The contents of this announcement are as follow: - The chief cities of Moab are perished, and with them their fame. Plans are being concocted for their destruction. On all sides there is a crying over the devastation, and wailing, and flight; Chemosh, with his priests and princes, wanders into exile, and country and city are laid waste (Jer 48:1-8). Let Moab escape with wings, in order to avoid the destruction; for although they have, in all time past, lived securely in their own land, they shall now be driven out of their dwellings, and come to dishonour with their god Chemosh, in spite of the bravery of their heroes (Jer 48:9-15).
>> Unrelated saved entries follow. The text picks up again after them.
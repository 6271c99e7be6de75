use super::{CloudProvider, DeploymentType, Executor, SchedulerSize};
use serde::{Deserialize, Serialize};

#[derive(Debug, Clone, PartialEq, Eq, Serialize, Deserialize)]
pub struct DeploymentModel {
    #[serde(default, skip_serializing_if = "Option::is_none")]
    pub id: Option<String>,

    pub name: String,
    #[serde(default)]
    pub description: String,
    pub workspace_id: String,
    pub astro_runtime_version: String,
    #[serde(rename = "type")]
    pub deployment_type: DeploymentType,
    pub executor: Executor,
    pub scheduler_size: SchedulerSize,

    /// Where the deployment runs: either on a cluster or in a cloud region
    #[serde(default)]
    pub cloud_provider: Option<CloudProvider>,
    #[serde(default)]
    pub cluster_id: Option<String>,
    #[serde(default)]
    pub region: Option<String>,

    #[serde(default)]
    pub default_task_pod_cpu: String,
    #[serde(default)]
    pub default_task_pod_memory: String,
    #[serde(default)]
    pub resource_quota_cpu: String,
    #[serde(default)]
    pub resource_quota_memory: String,

    #[serde(default)]
    pub is_cicd_enforced: bool,
    #[serde(default)]
    pub is_dag_deploy_enforced: bool,
    #[serde(default)]
    pub is_high_availability: bool,

    #[serde(default)]
    pub contact_emails: Vec<String>,
    #[serde(default)]
    pub worker_queues: Vec<WorkerQueueModel>,
    #[serde(default)]
    pub environment_variables: Vec<EnvironmentVariableModel>,

    // Computed
    #[serde(default)]
    pub workload_identity: Option<String>,
    #[serde(default)]
    pub external_ips: Vec<String>,
}

#[derive(Debug, Clone, Default, PartialEq, Eq, Serialize, Deserialize)]
pub struct WorkerQueueModel {
    pub name: String,
    #[serde(default)]
    pub astro_machine: Option<String>,
    #[serde(default)]
    pub is_default: bool,
    pub max_worker_count: i64,
    pub min_worker_count: i64,
    pub worker_concurrency: i64,

    // Computed
    #[serde(default)]
    pub id: Option<String>,
    #[serde(default)]
    pub node_pool_id: Option<String>,
    #[serde(default)]
    pub pod_cpu: Option<String>,
    #[serde(default)]
    pub pod_memory: Option<String>,
}

/// Secret values are write-only on the remote side
#[derive(Debug, Clone, Default, PartialEq, Eq, Serialize, Deserialize)]
pub struct EnvironmentVariableModel {
    pub key: String,
    #[serde(default)]
    pub value: String,
    #[serde(default)]
    pub is_secret: bool,

    // Computed
    #[serde(default)]
    pub updated_at: Option<String>,
}
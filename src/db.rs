use r2d2::Pool;
use r2d2_sqlite::SqliteConnectionManager;
use std::path::Path;

pub type DbPool = Pool<SqliteConnectionManager>;

/// Build a connection pool from a `sqlite:` style URL or a bare path.
pub fn create_pool(database_url: &str) -> Result<DbPool, r2d2::Error> {
    let path = database_url.strip_prefix("sqlite:").unwrap_or(database_url);
    // Drop query parameters such as ?mode=rwc
    let path = path.split('?').next().unwrap_or(path);

    if path == ":memory:" {
        // Every in-memory connection is its own database
        return create_memory_pool();
    }

    let manager = SqliteConnectionManager::file(Path::new(path))
        .with_init(|conn| conn.execute_batch("PRAGMA foreign_keys = ON;"));

    Pool::builder().max_size(5).build(manager)
}

pub fn create_memory_pool() -> Result<DbPool, r2d2::Error> {
    let manager = SqliteConnectionManager::memory()
        .with_init(|conn| conn.execute_batch("PRAGMA foreign_keys = ON;"));
    Pool::builder().max_size(1).build(manager)
}
use std::path::Path;

use axum::{
    routing::{get, post},
    Router,
};
use tower_http::{cors::CorsLayer, services::ServeDir, trace::TraceLayer};

use crate::handlers::{exercises, home, users};

pub fn create_router(
    users_state: users::UsersState,
    exercises_state: exercises::ExercisesState,
    public_dir: impl AsRef<Path>,
) -> Router {
    Router::new()
        // Landing page
        .route("/", get(home::index))
        .route("/health", get(home::health_check))
        // User routes
        .route("/api/users", get(users::list).post(users::create))
        .route("/api/users/{id}/logs", get(users::logs))
        .with_state(users_state)
        // Exercise routes
        .route("/api/users/{id}/exercises", post(exercises::create))
        .with_state(exercises_state)
        // Anything else is looked up in the public directory
        .fallback_service(ServeDir::new(public_dir))
        .layer(CorsLayer::permissive())
        .layer(TraceLayer::new_for_http())
}
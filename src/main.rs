use tokio::net::TcpListener;
use tracing_subscriber::{layer::SubscriberExt, util::SubscriberInitExt};

use exercise_tracker::config::Config;
use exercise_tracker::handlers::{exercises, users};
use exercise_tracker::repositories::{ExerciseRepository, UserRepository};
use exercise_tracker::{db, migrations, routes};

#[tokio::main]
async fn main() -> anyhow::Result<()> {
    tracing_subscriber::registry()
        .with(
            tracing_subscriber::EnvFilter::try_from_default_env()
                .unwrap_or_else(|_| "exercise_tracker=debug,tower_http=debug".into()),
        )
        .with(tracing_subscriber::fmt::layer())
        .init();

    dotenvy::dotenv().ok();

    let config = Config::from_env()?;

    tracing::info!("Connecting to database: {}", config.database_url);

    let pool = db::create_pool(&config.database_url)?;
    migrations::run_migrations(&pool)?;

    let user_repo = UserRepository::new(pool.clone());
    let exercise_repo = ExerciseRepository::new(pool.clone());

    let users_state = users::UsersState {
        user_repo: user_repo.clone(),
        exercise_repo: exercise_repo.clone(),
    };
    let exercises_state = exercises::ExercisesState {
        user_repo,
        exercise_repo,
    };

    let app = routes::create_router(users_state, exercises_state, &config.public_dir);

    let addr = config.server_addr();
    let listener = TcpListener::bind(&addr).await?;
    tracing::info!("Your app is listening on http://{}", listener.local_addr()?);

    axum::serve(listener, app)
        .with_graceful_shutdown(shutdown_signal())
        .await?;

    tracing::info!("Server stopped");
    Ok(())
}

async fn shutdown_signal() {
    let ctrl_c = async {
        if let Err(e) = tokio::signal::ctrl_c().await {
            tracing::error!("Failed to listen for Ctrl-C: {}", e);
        }
    };

    #[cfg(unix)]
    let terminate = async {
        match tokio::signal::unix::signal(tokio::signal::unix::SignalKind::terminate()) {
            Ok(mut signal) => {
                signal.recv().await;
            }
            Err(e) => {
                tracing::error!("Failed to listen for SIGTERM: {}", e);
                std::future::pending::<()>().await;
            }
        }
    };

    #[cfg(not(unix))]
    let terminate = std::future::pending::<()>();

    tokio::select! {
        _ = ctrl_c => {},
        _ = terminate => {},
    }

    tracing::info!("Shutdown signal received");
}
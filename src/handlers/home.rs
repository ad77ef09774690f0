use askama::Template;
use axum::{
    response::{Html, IntoResponse, Response},
    Json,
};
use serde::Serialize;

use crate::error::{AppError, Result};

#[derive(Template)]
#[template(path = "index.html")]
struct IndexTemplate {
    version: &'static str,
}

pub async fn index() -> Result<Response> {
    let template = IndexTemplate {
        version: env!("CARGO_PKG_VERSION"),
    };

    Ok(Html(
        template
            .render()
            .map_err(|e| AppError::Internal(e.to_string()))?,
    )
    .into_response())
}

#[derive(Serialize)]
pub struct HealthResponse {
    status: &'static str,
    version: &'static str,
}

pub async fn health_check() -> Json<HealthResponse> {
    Json(HealthResponse {
        status: "ok",
        version: env!("CARGO_PKG_VERSION"),
    })
}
The destruction of Moab draws near, their glory perishes, the whole country and all its towns are laid waste, and the power of Moab is broken (Jer 48:16-25). All this befalls them for their pride and loftiness of spirit; because of this they are punished, with the destruction of their glorious vines and their harvest; and the whole land becomes filled with sorrow and lamentation over the desolation, and the extermination of all those who make offerings to idols (Jer 48:26-35). Meanwhile the prophet mourns with the hapless people, who are broken like a despised vessel (Jer 48:36-38). Moab becomes the laughing-stock and the horror of all around: the enemy captures all their fortresses, and none shall escape the ruin (Jer 48:39-44). Fire goes out from Heshbon and destroys the whole land, and the people must go into captivity; but at the end of the days, the Lord will turn the captivity of Moab (Jer 48:45-47). According to this view of the whole, this prophecy falls into seven strophes of unequal length, of which every one concludes either with אמר יהוה or נאם. The middle one, which is also the longest (Jer 48:26-35), forms an apparent exception, inasmuch as נאם יהוה does not stand at the end, but in the middle of Jer 48:35; while in the second last strophe (Jer 48:39-44), the last two verses (Jer 48:43 and Jer 48:44) end with this formula.